Non-Gaited Legged Locomotion with Monte-Carlo Tree Search and Supervised Learning
Ilyass Taouil, Lorenzo Amatucci, Majid Khadiv, Angela Dai, Victor Barasuol, Giulio Turrisi, Claudio Semini

TL;DR
This paper introduces a novel sampling-based and supervised learning approach to optimize legged robot gait sequences and timings, enabling real-time gait planning on hardware for complex terrains and perturbations.
Contribution
It presents a new method combining Monte-Carlo Tree Search and supervised learning to optimize gait planning, significantly improving real-time applicability over traditional methods.
Findings
Method performs well in simulation and hardware tests
Outperforms fixed gait control on various terrains
Enables real-time gait optimization for quadruped robots
Abstract
Legged robots are able to navigate complex terrains by continuously interacting with the environment through careful selection of contact sequences and timings. However, the combinatorial nature behind contact planning hinders the applicability of such optimization problems on hardware.
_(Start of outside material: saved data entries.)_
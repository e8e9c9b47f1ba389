//! Host client against target stages and the monitor over an in-process link
#![cfg(feature = "std")]

use std::sync::mpsc::{channel, Receiver, SendError, Sender, TryRecvError};
use std::thread;
use std::time::Duration;

use embedded_hal::blocking::delay::DelayMs;
use embedded_hal::serial::{Read, Write};

use uart_monitor::client::{Client, Options, SerialPort};
use uart_monitor::{
    BaudInfo, Cpu, Error, Handoff, Jump, Memory, Monitor, MonitorConfig, Power, Stage,
    StageConfig, Transport, Uart, Units, Variant,
};

#[derive(Copy, Clone, PartialEq, Debug)]
enum PipeError {
    Closed,
}

/// One end of a byte pipe
struct Pipe {
    tx: Sender<u8>,
    rx: Receiver<u8>,
}

fn link() -> (Pipe, Pipe) {
    let (host_tx, target_rx) = channel();
    let (target_tx, host_rx) = channel();
    (
        Pipe { tx: host_tx, rx: host_rx },
        Pipe { tx: target_tx, rx: target_rx },
    )
}

impl Read<u8> for Pipe {
    type Error = PipeError;

    fn read(&mut self) -> nb::Result<u8, PipeError> {
        match self.rx.try_recv() {
            Ok(b) => Ok(b),
            Err(TryRecvError::Empty) => Err(nb::Error::WouldBlock),
            Err(TryRecvError::Disconnected) => Err(nb::Error::Other(PipeError::Closed)),
        }
    }
}

impl Write<u8> for Pipe {
    type Error = PipeError;

    fn write(&mut self, word: u8) -> nb::Result<(), PipeError> {
        self.tx
            .send(word)
            .map_err(|_: SendError<u8>| nb::Error::Other(PipeError::Closed))
    }

    fn flush(&mut self) -> nb::Result<(), PipeError> {
        Ok(())
    }
}

impl Uart<PipeError> for Pipe {
    fn configure(&mut self, _baud: &BaudInfo) -> Result<(), PipeError> {
        Ok(())
    }
}

impl SerialPort<PipeError> for Pipe {
    fn set_rts(&mut self, _level: bool) -> Result<(), PipeError> {
        Ok(())
    }

    fn set_dtr(&mut self, _level: bool) -> Result<(), PipeError> {
        Ok(())
    }

    fn set_baud_rate(&mut self, _baud: u32) -> Result<(), PipeError> {
        Ok(())
    }
}

/// Flat little-endian RAM starting at address zero
struct Ram(Vec<u8>);

impl Memory for Ram {
    fn read_u8(&mut self, addr: u32) -> u8 {
        self.0[addr as usize]
    }

    fn read_u16(&mut self, addr: u32) -> u16 {
        let a = addr as usize;
        u16::from_le_bytes([self.0[a], self.0[a + 1]])
    }

    fn read_u32(&mut self, addr: u32) -> u32 {
        let a = addr as usize;
        u32::from_le_bytes([self.0[a], self.0[a + 1], self.0[a + 2], self.0[a + 3]])
    }

    fn write_u8(&mut self, addr: u32, value: u8) {
        self.0[addr as usize] = value;
    }

    fn write_u16(&mut self, addr: u32, value: u16) {
        let a = addr as usize;
        self.0[a..a + 2].copy_from_slice(&value.to_le_bytes());
    }

    fn write_u32(&mut self, addr: u32, value: u32) {
        let a = addr as usize;
        self.0[a..a + 4].copy_from_slice(&value.to_le_bytes());
    }
}

struct NoCpu;

impl Cpu for NoCpu {
    fn dcache_disable(&mut self) {}
    fn icache_disable(&mut self) {}
    fn mmu_disable(&mut self) {}
}

struct NoPower;

impl Power for NoPower {
    fn power_on(&mut self) {}
}

struct StdDelay;

impl DelayMs<u32> for StdDelay {
    fn delay_ms(&mut self, ms: u32) {
        thread::sleep(Duration::from_millis(ms as u64));
    }
}

type PipeTransport = Transport<Pipe, PipeError>;

/// Serve commands until the monitor is asked to jump or the link closes
fn serve(transport: PipeTransport, ram: Ram) -> Option<Jump> {
    let mut monitor = Monitor::new(
        transport,
        ram,
        Handoff::new(NoCpu, Units::default()),
        MonitorConfig::default(),
    );

    monitor.announce().ok()?;

    loop {
        match monitor.service() {
            Ok(Some(jump)) => return Some(jump),
            Ok(None) => (),
            Err(_) => return None,
        }
    }
}

fn target(pipe: Pipe) -> thread::JoinHandle<Option<Jump>> {
    thread::spawn(move || serve(PipeTransport::new(pipe), Ram(vec![0; 0x10000])))
}

fn stage(pipe: Pipe, variant: Variant) -> Stage<Pipe, Ram, NoPower, PipeError> {
    let config = StageConfig { variant, ..StageConfig::default() };
    Stage::new(PipeTransport::new(pipe), Ram(vec![0; 0x10000]), NoPower, config)
}

fn client(host: Pipe) -> Client<Pipe, StdDelay, PipeError> {
    Client::new(host, StdDelay, Options { no_reset: true, ..Options::default() })
}

#[test]
fn monitor_session() {
    let (host, device) = link();
    let handle = target(device);

    let mut c = client(host);
    c.await_monitor().unwrap();

    // Single word poke and peek
    c.write_u32(0x0100, 0xCAFE_F00D).unwrap();
    assert_eq!(c.read_u32(0x0100).unwrap(), 0xCAFE_F00D);
    assert_eq!(c.read_u16(0x0102).unwrap(), 0xCAFE);
    assert_eq!(c.read_u8(0x0100).unwrap(), 0x0D);

    // Checksummed block transfer
    let block: Vec<u8> = (0..1000u32).map(|i| (i * 7) as u8).collect();
    c.mem_write(0x2000, &block, |_| ()).unwrap();

    let mut back = vec![0u8; block.len()];
    let mut progress = 0;
    c.mem_read(0x2000, &mut back, |n| progress = n).unwrap();
    assert_eq!(back, block);
    assert_eq!(progress, block.len());

    // Rate negotiation
    c.set_baudrate(115_200).unwrap();
    assert_eq!(c.set_baudrate(12_345), Err(Error::Nack));
    assert_eq!(c.read_u32(0x0100).unwrap(), 0xCAFE_F00D);

    c.run_kernel(0x8000, 2028).unwrap();

    assert_eq!(
        handle.join().unwrap(),
        Some(Jump::Kernel { entry: 0x8000, machine: 2028 })
    );
}

#[test]
fn link_loss_stops_monitor() {
    let (host, device) = link();
    let handle = target(device);

    let mut c = client(host);
    c.await_monitor().unwrap();
    drop(c);

    assert_eq!(handle.join().unwrap(), None);
}

#[test]
fn startup_stage_session() {
    let (host, device) = link();
    let image: Vec<u8> = (0..37u8).collect();
    let len = image.len();

    let handle = thread::spawn(move || {
        let mut s = stage(device, Variant::Startup);
        s.run().ok()?;
        Some((s.transport().baud(), s.memory().0[0x200..0x200 + len].to_vec()))
    });

    let mut c = client(host);
    c.startup(&image, 115_200).unwrap();

    let (baud, loaded) = handle.join().unwrap().unwrap();
    assert_eq!(baud, Some(115_200));
    assert_eq!(loaded, image);
}

#[test]
fn loader_stage_boots_monitor() {
    let (host, device) = link();

    let handle = thread::spawn(move || {
        let mut s = stage(device, Variant::Loader);
        s.run().ok()?;

        let mut jump = None;
        s.enter_next(|t, ram| jump = serve(t, ram));
        jump
    });

    let image: Vec<u8> = (0..64u8).map(|b| b ^ 0xA5).collect();

    let mut c = client(host);
    c.boot(&image, 921_600).unwrap();

    // The loaded image is visible through the monitor
    let mut back = vec![0u8; image.len()];
    c.mem_read(0x200, &mut back, |_| ()).unwrap();
    assert_eq!(back, image);

    c.run(0x200).unwrap();
    assert_eq!(handle.join().unwrap(), Some(Jump::Plain { entry: 0x200 }));
}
In this work, we present a novel approach that optimizes gait sequences and respective timings for legged robots in the context of optimization-based controllers through the use of sampling-based methods and supervised learning techniques. We propose to bootstrap the search by learning an optimal value function in order to speed-up the gait planning procedure making it applicable in real-time. To validate our proposed method, we showcase its performance both in simulation and on hardware using a 22 kg electric quadruped robot. The method is assessed on different terrains, under external perturbations,…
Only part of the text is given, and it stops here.